Chloroplasts are easily recognised under a light microscope in leaf sections as distinctive green organelles suspended in the cytoplasm and usually appressed against cell walls. Chloroplasts are abundant in mesophyll tissue (commonly 200–300 in each palisade cell) and functional organelles can be isolated from homogenates of leaf tissue.
Chloroplasts are surrounded by a double membrane, or envelope, just visible in transmission electron micrographs (Figure 1.7). This envelope encapsulates a soluble (gel-like) stroma which contains all the enzymes necessary for carbon fixation, many enzymes of nitrogen and sulphur metabolism and the chloroplast’s own genetic machinery.
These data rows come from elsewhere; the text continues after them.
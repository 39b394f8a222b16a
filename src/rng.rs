//! Injectable randomness.
//!
//! Every random decision in the engine goes through [`RandomSource`], so a run
//! seeded with the same value reproduces the same candidates.

/// A source of uniform random choices.
pub trait RandomSource: Send {
    /// Uniform integer in `0..n`. `n` must be non-zero.
    fn below(&mut self, n: usize) -> usize;

    /// Fair coin flip.
    fn coin(&mut self) -> bool;

    /// Derives an independent source, advancing `self`.
    fn fork(&mut self) -> Self
    where
        Self: Sized;

    /// Fisher-Yates shuffle driven by [`RandomSource::below`].
    fn shuffle<T>(&mut self, items: &mut [T])
    where
        Self: Sized,
    {
        for i in (1..items.len()).rev() {
            let j = self.below(i + 1);
            items.swap(i, j);
        }
    }
}

impl RandomSource for fastrand::Rng {
    #[inline]
    fn below(&mut self, n: usize) -> usize {
        self.usize(0..n)
    }

    #[inline]
    fn coin(&mut self) -> bool {
        self.bool()
    }

    fn fork(&mut self) -> Self {
        fastrand::Rng::fork(self)
    }
}

/// Seeded when a seed is given, entropy-seeded otherwise.
pub fn seeded(seed: Option<u64>) -> fastrand::Rng {
    if let Some(s) = seed {
        fastrand::Rng::with_seed(s)
    } else {
        fastrand::Rng::new()
    }
}

#[cfg(test)]
mod tests {
    use super::*;

    #[test]
    fn same_seed_same_sequence() {
        let mut a = seeded(Some(7));
        let mut b = seeded(Some(7));
        let xs: Vec<usize> = (0..32).map(|_| a.below(1000)).collect();
        let ys: Vec<usize> = (0..32).map(|_| b.below(1000)).collect();
        assert_eq!(xs, ys);
    }

    #[test]
    fn forks_are_reproducible() {
        let mut a = seeded(Some(99));
        let mut b = seeded(Some(99));
        let mut fa = a.fork();
        let mut fb = b.fork();
        assert_eq!(fa.below(1 << 20), fb.below(1 << 20));
        assert_eq!(a.below(1 << 20), b.below(1 << 20));
    }

    #[test]
    fn shuffle_keeps_elements() {
        let mut rng = seeded(Some(3));
        let mut v: Vec<u32> = (0..20).collect();
        rng.shuffle(&mut v);
        let mut sorted = v.clone();
        sorted.sort();
        assert_eq!(sorted, (0..20).collect::<Vec<_>>());
    }
}
// ===== crossforge/src/reports/mod.rs =====
use comfy_table::presets::ASCII_FULL;
use comfy_table::{Attribute, Cell, CellAlignment, Color, ContentArrangement, Table};
use crossforge::grid::{CharTable, EMPTY_CELL};
use crossforge::optimizer::FinishedLayout;
use crossforge::scorer::LayoutMetrics;
use crossforge::solution::PhraseOverlay;

pub fn print_layout_grid(name: &str, grid: &CharTable) {
    println!("\n{}", name);
    let mut table = Table::new();
    table.load_preset(ASCII_FULL);

    for row in grid.rows() {
        let cells: Vec<Cell> = row
            .iter()
            .map(|&ch| {
                let s = if ch == EMPTY_CELL {
                    " ".to_string()
                } else {
                    ch.to_string()
                };
                Cell::new(s).set_alignment(CellAlignment::Center)
            })
            .collect();
        table.add_row(cells);
    }
    println!("{}", table);
}

pub fn print_ranking(layouts: &[&FinishedLayout]) {
    let mut table = Table::new();
    table
        .load_preset(ASCII_FULL)
        .set_content_arrangement(ContentArrangement::Dynamic);

    table.set_header(vec![
        Cell::new("Rank").add_attribute(Attribute::Bold),
        Cell::new("Attempt"),
        Cell::new("Score").fg(Color::Cyan),
        Cell::new("Words"),
        Cell::new("Size"),
        Cell::new("Density %"),
        Cell::new("Cross"),
        Cell::new("Compact"),
        Cell::new("Filled"),
        Cell::new("Outliers").fg(Color::Red),
    ]);

    for i in 1..=9 {
        if let Some(col) = table.column_mut(i) {
            col.set_cell_alignment(CellAlignment::Right);
        }
    }

    for (rank, l) in layouts.iter().enumerate() {
        let m = &l.metrics;
        table.add_row(vec![
            Cell::new(rank + 1).add_attribute(Attribute::Bold),
            Cell::new(l.id),
            Cell::new(format!("{:.2}", m.score)).fg(Color::Cyan),
            Cell::new(format!("{}/{}", m.placed_words, m.total_words)),
            Cell::new(format!("{}x{}", m.width, m.height)),
            Cell::new(format!("{:.1}", m.density_pct)),
            Cell::new(m.intersections),
            Cell::new(format!("{:.3}", m.compactness)),
            Cell::new(m.enclosed_cells),
            Cell::new(m.outliers).fg(Color::Red),
        ]);
    }
    println!("\n{}", table);
}

pub fn print_metrics(m: &LayoutMetrics, leftover: &[String]) {
    let mut table = Table::new();
    table.load_preset(ASCII_FULL);
    table.set_header(vec![
        Cell::new("Metric").add_attribute(Attribute::Bold),
        Cell::new("Value"),
    ]);

    let rows = [
        ("Score", format!("{:.4}", m.score)),
        ("Beam score", format!("{:.4}", m.beam_score)),
        ("Words placed", format!("{} of {}", m.placed_words, m.total_words)),
        ("Size", format!("{} x {}", m.width, m.height)),
        ("Density", format!("{:.1}%", m.density_pct)),
        ("Intersections", m.intersections.to_string()),
        ("Avg per word", format!("{:.2}", m.avg_intersections)),
        ("Compactness", format!("{:.3}", m.compactness)),
        ("Enclosed cells", m.enclosed_cells.to_string()),
        ("Outliers", m.outliers.to_string()),
    ];
    for (name, value) in rows {
        table.add_row(vec![Cell::new(name), Cell::new(value).set_alignment(CellAlignment::Right)]);
    }
    if !leftover.is_empty() {
        table.add_row(vec![
            Cell::new("Not placed").fg(Color::Red),
            Cell::new(leftover.join(", ")).fg(Color::Red),
        ]);
    }
    println!("\n{}", table);
}

/// One column per phrase character: the letter, its number and whether it
/// has to be given.
pub fn print_phrase(overlay: &PhraseOverlay) {
    if overlay.slots.is_empty() {
        return;
    }
    let mut table = Table::new();
    table.load_preset(ASCII_FULL);

    let letters: Vec<Cell> = overlay
        .slots
        .iter()
        .map(|s| {
            let mut c = Cell::new(s.ch).set_alignment(CellAlignment::Center);
            if s.starts_word {
                c = c.add_attribute(Attribute::Bold);
            }
            if s.is_given() {
                c = c.fg(Color::Yellow);
            }
            c
        })
        .collect();
    let numbers: Vec<Cell> = overlay
        .slots
        .iter()
        .map(|s| match s.cell {
            Some((x, y)) => Cell::new(format!("{} ({},{})", s.number, x, y)),
            None => Cell::new(format!("{} given", s.number)),
        })
        .collect();

    table.add_row(letters);
    table.add_row(numbers);
    println!("\nSolution phrase");
    println!("{}", table);
}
The inner membrane of a chloroplast envelope is an effective barrier between stroma and cytoplasm, and houses transporters for phosphate and metabolites (Section 2.1.8) as well as some of the enzymes for lipid synthesis. By comparison, the outer membrane of the chloroplast envelope is less complex and more permeable to both ions and metabolites.
Suspended within the stroma, and entirely separate from envelope membranes, is an elaborately folded system of photosynthetic membranes or ‘thylakoids’ (literally ‘little sacs’). Embedded within these membranes are the complexes that enable light harvesting and electron flow from H2O molecules to NADP+, thereby converting light energy into chemically usable forms. There are four basic complexes comprising two types of photosystem (with interlinked protein and pigment molecules), cytochrome b/f complexes (pivotal for photosynthetic electron transport) and ATP synthase complexes (responsible for proton egress from thylakoid lumen to stroma, and consequent ATP generation). These complexes are densely packed within the thylakoids. This remarkable transduction of energy, with such profound implications for life as we know it, starts with selective absorption of incoming light by chlorophylls and accessory pigments (certain carotenoids) that operate within both photosystems.